The kilingo was on his forehead. It was small, the size of a large postage stamp, the complex lines as fine as spider silk. She brushed his hair away from the mark and let her hand rest on his forehead.
Orange. Slick and somehow complex this time, but the orangey sense of the magic was unmistakable. "Demon magic," she said quietly. "Not exactly like other kinds I've touched. There's a layered quality to it, as if—"
"As if it had been crafted." Cynna stood in the entry to the cubicle. "The demon magic you've touched before came straight from the source, and demons don't use spells the way we do. But a shetanni mwenye—a demon master—does." Cynna looked down at the sleeping boy, her voice tightening as if she had to force the words out. "Jiri is shetanni mwenye. She did it. She did this to him."
Cynna would know. In some fashion she'd been there when it happened, propelled by the mark on her palm. That much she'd told them on the phone.
"Can you—no, of course not. If you knew how to remove the spell, you already would have."
"I can't remove a spell I don't know," she agreed, her voice heavy with regret. "But Cullen has a sleep charm. I'm hoping it's enough like this that between us we can figure out how to get rid of it."
THEY tried. Rule and Lily had to go to the CCU waiting room to keep the number of visitors within approved limits, but they didn't have to wait long before Cullen came in. He shook his head.
"Dammit, Cullen!" Rule was ready to explode. "You have to be able to do something!"

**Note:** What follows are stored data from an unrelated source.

use std::collections::HashMap;

use crate::graph::module::ModuleGraph;
use crate::graph::types::*;
use crate::renderer::visibility::{PRIVATE_ACCESS_FUNCTION, PRIVATE_ACCESS_NAMESPACE};

/// Incrementally assembles a [`ModuleGraph`] in memory.
///
/// Scopes created through the builder get their own member list and are
/// appended to the member list of their parent (the global scope when the
/// parent is `None`), in creation order.
pub struct ModuleGraphBuilder {
    graph: ModuleGraph,
    interned: HashMap<String, TextOffset>,
    private_access_sentinel: Option<DeclIndex>,
}

fn next_index<T>(table: &[T]) -> u32 {
    table.len() as u32
}

impl ModuleGraphBuilder {
    pub fn new(unit_name: &str) -> Self {
        let mut graph = ModuleGraph::default();
        graph.unit.name = unit_name.to_string();
        graph.global_scope = 0;
        graph.scope_members.push(Vec::new());

        Self {
            graph,
            interned: HashMap::new(),
            private_access_sentinel: None,
        }
    }

    pub fn unit_sort(&mut self, sort: UnitSort) -> &mut Self {
        self.graph.unit.sort = sort;
        self
    }

    pub fn intern(&mut self, text: &str) -> TextOffset {
        if let Some(offset) = self.interned.get(text) {
            return *offset;
        }
        let offset = TextOffset(next_index(&self.graph.strings));
        self.graph.strings.push(text.to_string());
        self.interned.insert(text.to_string(), offset);
        offset
    }

    pub fn identifier(&mut self, text: &str) -> NameIndex {
        NameIndex::identifier(self.intern(text))
    }

    // Types

    pub fn fundamental(&mut self, basis: TypeBasis) -> TypeIndex {
        self.fundamental_with(basis, TypePrecision::Default, TypeSign::Plain)
    }

    pub fn fundamental_with(
        &mut self,
        basis: TypeBasis,
        precision: TypePrecision,
        sign: TypeSign,
    ) -> TypeIndex {
        let index = next_index(&self.graph.fundamental_types);
        self.graph.fundamental_types.push(FundamentalType {
            basis,
            precision,
            sign,
        });
        TypeIndex::new(TypeSort::Fundamental, index)
    }

    pub fn designated(&mut self, decl: DeclIndex) -> TypeIndex {
        let index = next_index(&self.graph.designated_types);
        self.graph.designated_types.push(DesignatedType { decl });
        TypeIndex::new(TypeSort::Designated, index)
    }

    pub fn pointer(&mut self, pointee: TypeIndex) -> TypeIndex {
        let index = next_index(&self.graph.pointer_types);
        self.graph.pointer_types.push(PointerType { pointee });
        TypeIndex::new(TypeSort::Pointer, index)
    }

    pub fn lvalue_reference(&mut self, referee: TypeIndex) -> TypeIndex {
        let index = next_index(&self.graph.lvalue_references);
        self.graph.lvalue_references.push(ReferenceType { referee });
        TypeIndex::new(TypeSort::LvalueReference, index)
    }

    pub fn rvalue_reference(&mut self, referee: TypeIndex) -> TypeIndex {
        let index = next_index(&self.graph.rvalue_references);
        self.graph.rvalue_references.push(ReferenceType { referee });
        TypeIndex::new(TypeSort::RvalueReference, index)
    }

    pub fn qualified(&mut self, unqualified: TypeIndex, qualifiers: Qualifiers) -> TypeIndex {
        let index = next_index(&self.graph.qualified_types);
        self.graph.qualified_types.push(QualifiedType {
            unqualified,
            qualifiers,
        });
        TypeIndex::new(TypeSort::Qualified, index)
    }

    pub fn base(&mut self, ty: TypeIndex, access: Access) -> TypeIndex {
        let index = next_index(&self.graph.base_types);
        self.graph.base_types.push(BaseType { ty, access });
        TypeIndex::new(TypeSort::Base, index)
    }

    pub fn placeholder(&mut self, elaboration: Option<TypeIndex>) -> TypeIndex {
        let index = next_index(&self.graph.placeholder_types);
        self.graph
            .placeholder_types
            .push(PlaceholderType { elaboration });
        TypeIndex::new(TypeSort::Placeholder, index)
    }

    pub fn tuple(&mut self, elements: Vec<TypeIndex>) -> TypeIndex {
        let index = next_index(&self.graph.tuple_types);
        self.graph.tuple_types.push(TupleType { elements });
        TypeIndex::new(TypeSort::Tuple, index)
    }

    pub fn function_type(&mut self, target: TypeIndex, source: Option<TypeIndex>) -> TypeIndex {
        let index = next_index(&self.graph.function_types);
        self.graph
            .function_types
            .push(SignatureType { target, source });
        TypeIndex::new(TypeSort::Function, index)
    }

    pub fn method_type(&mut self, target: TypeIndex, source: Option<TypeIndex>) -> TypeIndex {
        let index = next_index(&self.graph.method_types);
        self.graph.method_types.push(SignatureType { target, source });
        TypeIndex::new(TypeSort::Method, index)
    }

    /// A reference of a sort with no backing table; the renderer never looks
    /// these up.
    pub fn opaque_type(&mut self, sort: TypeSort) -> TypeIndex {
        TypeIndex::new(sort, 0)
    }

    // Declarations

    fn push_member(&mut self, parent: Option<DeclIndex>, decl: DeclIndex) {
        let members = match parent {
            Some(parent) => self
                .graph
                .scopes
                .get(parent.index as usize)
                .and_then(|scope| scope.members),
            None => Some(self.graph.global_scope),
        };
        if let Some(members) = members {
            self.graph.scope_members[members as usize].push(decl);
        }
    }

    pub fn scope(&mut self, parent: Option<DeclIndex>, name: &str, kind: ScopeKind) -> DeclIndex {
        let name = self.identifier(name);
        let members = next_index(&self.graph.scope_members);
        self.graph.scope_members.push(Vec::new());

        let decl = DeclIndex::new(DeclSort::Scope, next_index(&self.graph.scopes));
        self.graph.scopes.push(ScopeDecl {
            name,
            kind,
            home_scope: parent,
            base: None,
            members: Some(members),
            specifiers: BasicSpecifiers::CXX,
        });
        self.push_member(parent, decl);
        decl
    }

    pub fn namespace(&mut self, parent: Option<DeclIndex>, name: &str) -> DeclIndex {
        self.scope(parent, name, ScopeKind::Namespace)
    }

    pub fn class(&mut self, parent: Option<DeclIndex>, name: &str) -> DeclIndex {
        self.scope(parent, name, ScopeKind::Class)
    }

    pub fn structure(&mut self, parent: Option<DeclIndex>, name: &str) -> DeclIndex {
        self.scope(parent, name, ScopeKind::Struct)
    }

    pub fn set_base(&mut self, scope: DeclIndex, base: TypeIndex) -> &mut Self {
        if let Some(scope) = self.graph.scopes.get_mut(scope.index as usize) {
            scope.base = Some(base);
        }
        self
    }

    pub fn set_exported(&mut self, decl: DeclIndex, exported: bool) -> &mut Self {
        let specifiers = match decl.sort {
            DeclSort::Scope => self
                .graph
                .scopes
                .get_mut(decl.index as usize)
                .map(|scope| &mut scope.specifiers),
            DeclSort::Enumeration => self
                .graph
                .enumerations
                .get_mut(decl.index as usize)
                .map(|enumeration| &mut enumeration.specifiers),
            _ => None,
        };
        if let Some(specifiers) = specifiers {
            let bits = specifiers.0 & !BasicSpecifiers::NON_EXPORTED.0;
            *specifiers = if exported {
                BasicSpecifiers(bits)
            } else {
                BasicSpecifiers(bits | BasicSpecifiers::NON_EXPORTED.0)
            };
        }
        self
    }

    pub fn field(&mut self, owner: DeclIndex, name: &str, ty: TypeIndex, access: Access) -> DeclIndex {
        let name = self.intern(name);
        let decl = DeclIndex::new(DeclSort::Field, next_index(&self.graph.fields));
        self.graph.fields.push(FieldDecl {
            name,
            ty,
            access,
            home_scope: Some(owner),
        });
        self.push_member(Some(owner), decl);
        decl
    }

    pub fn method(&mut self, owner: DeclIndex, name: &str, ty: TypeIndex, access: Access) -> DeclIndex {
        let name = self.identifier(name);
        let decl = DeclIndex::new(DeclSort::Method, next_index(&self.graph.methods));
        self.graph.methods.push(MethodDecl {
            name,
            ty,
            access,
            home_scope: Some(owner),
        });
        self.push_member(Some(owner), decl);
        decl
    }

    pub fn function(&mut self, parent: Option<DeclIndex>, name: &str, ty: TypeIndex) -> DeclIndex {
        let name = self.identifier(name);
        let decl = DeclIndex::new(DeclSort::Function, next_index(&self.graph.functions));
        self.graph.functions.push(FunctionDecl {
            name,
            ty,
            home_scope: parent,
        });
        self.push_member(parent, decl);
        decl
    }

    pub fn variable(&mut self, parent: Option<DeclIndex>, name: &str, ty: TypeIndex) -> DeclIndex {
        let name = self.identifier(name);
        let decl = DeclIndex::new(DeclSort::Variable, next_index(&self.graph.variables));
        self.graph.variables.push(VariableDecl {
            name,
            ty,
            home_scope: parent,
        });
        self.push_member(parent, decl);
        decl
    }

    pub fn enumeration(&mut self, parent: Option<DeclIndex>, name: &str) -> DeclIndex {
        let name = self.intern(name);
        let decl = DeclIndex::new(DeclSort::Enumeration, next_index(&self.graph.enumerations));
        self.graph.enumerations.push(EnumerationDecl {
            name,
            home_scope: parent,
            specifiers: BasicSpecifiers::CXX,
        });
        self.push_member(parent, decl);
        decl
    }

    pub fn template(&mut self, parent: Option<DeclIndex>, name: &str) -> DeclIndex {
        let name = self.identifier(name);
        let decl = DeclIndex::new(DeclSort::Template, next_index(&self.graph.templates));
        self.graph.templates.push(AnchoredDecl {
            name,
            home_scope: parent,
        });
        self.push_member(parent, decl);
        decl
    }

    pub fn alias(&mut self, parent: Option<DeclIndex>, name: &str) -> DeclIndex {
        let name = self.identifier(name);
        let decl = DeclIndex::new(DeclSort::Alias, next_index(&self.graph.aliases));
        self.graph.aliases.push(AnchoredDecl {
            name,
            home_scope: parent,
        });
        self.push_member(parent, decl);
        decl
    }

    /// Template parameters and function parameters live outside any member
    /// list.
    pub fn parameter(&mut self, name: &str, ty: TypeIndex) -> DeclIndex {
        let name = self.intern(name);
        let decl = DeclIndex::new(DeclSort::Parameter, next_index(&self.graph.parameters));
        self.graph.parameters.push(ParameterDecl { name, ty });
        decl
    }

    // Friends

    fn push_friend(&mut self, scope: DeclIndex, entity: ExprIndex) -> DeclIndex {
        let friend = DeclIndex::new(DeclSort::Friend, next_index(&self.graph.friends));
        self.graph.friends.push(FriendDecl { entity });

        match self
            .graph
            .friendships
            .iter_mut()
            .find(|friendship| friendship.scope == scope)
        {
            Some(friendship) => friendship.friends.push(friend),
            None => self.graph.friendships.push(Friendship {
                scope,
                friends: vec![friend],
            }),
        }
        friend
    }

    /// Declare `function` a friend of `scope` through a named-declaration
    /// expression of type `ty`.
    pub fn friend_declaration(&mut self, scope: DeclIndex, resolution: DeclIndex, ty: TypeIndex) -> DeclIndex {
        let expr = ExprIndex::new(ExprSort::NamedDecl, next_index(&self.graph.decl_expressions));
        self.graph
            .decl_expressions
            .push(NamedDeclExpr { resolution, ty });
        self.push_friend(scope, expr)
    }

    /// Declare a friend whose entity is an expression of another sort, such
    /// as a template-id.
    pub fn friend_expression(&mut self, scope: DeclIndex, sort: ExprSort) -> DeclIndex {
        self.push_friend(scope, ExprIndex::new(sort, 0))
    }

    /// The `void Neat::reflect_private_members()` declaration, created on
    /// first use.
    pub fn private_access_sentinel(&mut self) -> DeclIndex {
        if let Some(sentinel) = self.private_access_sentinel {
            return sentinel;
        }
        let namespace = self.namespace(None, PRIVATE_ACCESS_NAMESPACE);
        let void = self.fundamental(TypeBasis::Void);
        let signature = self.function_type(void, None);
        let sentinel = self.function(Some(namespace), PRIVATE_ACCESS_FUNCTION, signature);
        self.private_access_sentinel = Some(sentinel);
        sentinel
    }

    /// Make `scope` befriend the private access sentinel.
    pub fn grant_private_access(&mut self, scope: DeclIndex) -> DeclIndex {
        let sentinel = self.private_access_sentinel();
        let signature = self.graph.functions[sentinel.index as usize].ty;
        self.friend_declaration(scope, sentinel, signature)
    }

    pub fn build(self) -> ModuleGraph {
        self.graph
    }
}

"Maybe…" He took two quick steps, stopped, and ran a hand over his hair. "Maybe if I have long enough to study it, but… hell, Rule. By putting it on his skin, she's tied it to him. It's got threads running everywhere, woven deep into him. If I tug on the wrong one, I'll stop his heart."
GRANDMOTHER was one floor up. Unlike Toby, she looked awful—shrunken and fragile and pale.
After Cynna's cheery words about how well Grandmother was doing, Lily couldn't quite hide her reaction as she bent to kiss the old woman on the cheek. If this was amazing, what kind of shape had she been in before? "Grandmother," she said, her voice wobbly. "Fighting demons? At your age?"
Grandmother gave a one-shoulder shrug. Her other arm was in a sling. "He would not look in my eyes. If he had, I would not have needed to fight." She looked at Rule. "The boy. They tell me he is all right, but he sleeps."
"Yes. He's all right physically. He's enspelled."
Madam Yu gave a single nod. "So. I couldn't stop them. I tried, but… bah," she said when her eyes sheened suddenly.
Lily knew better than to notice the tears. "Them? Was there more than one?"
"The demon and whoever controlled him." She was testy. "He didn't want to go upstairs. He wanted to finish killing me and enjoy the blood. Someone prevented that." She looked away. "I tire. Go away now."
Li Qin moved up beside Lily. She'd come with them to see Grandmother while Cynna stayed with Toby, Cullen checked on Timms, and Benedict went to see the two surviving guards. She spoke softly. "You may go, Lily, if you wish. I will stay with her."
Grandmother glared at her. "I do not need my hand held."
"Of course not." Li Qin settled in the chair next to the bed and held out her hand. "I do."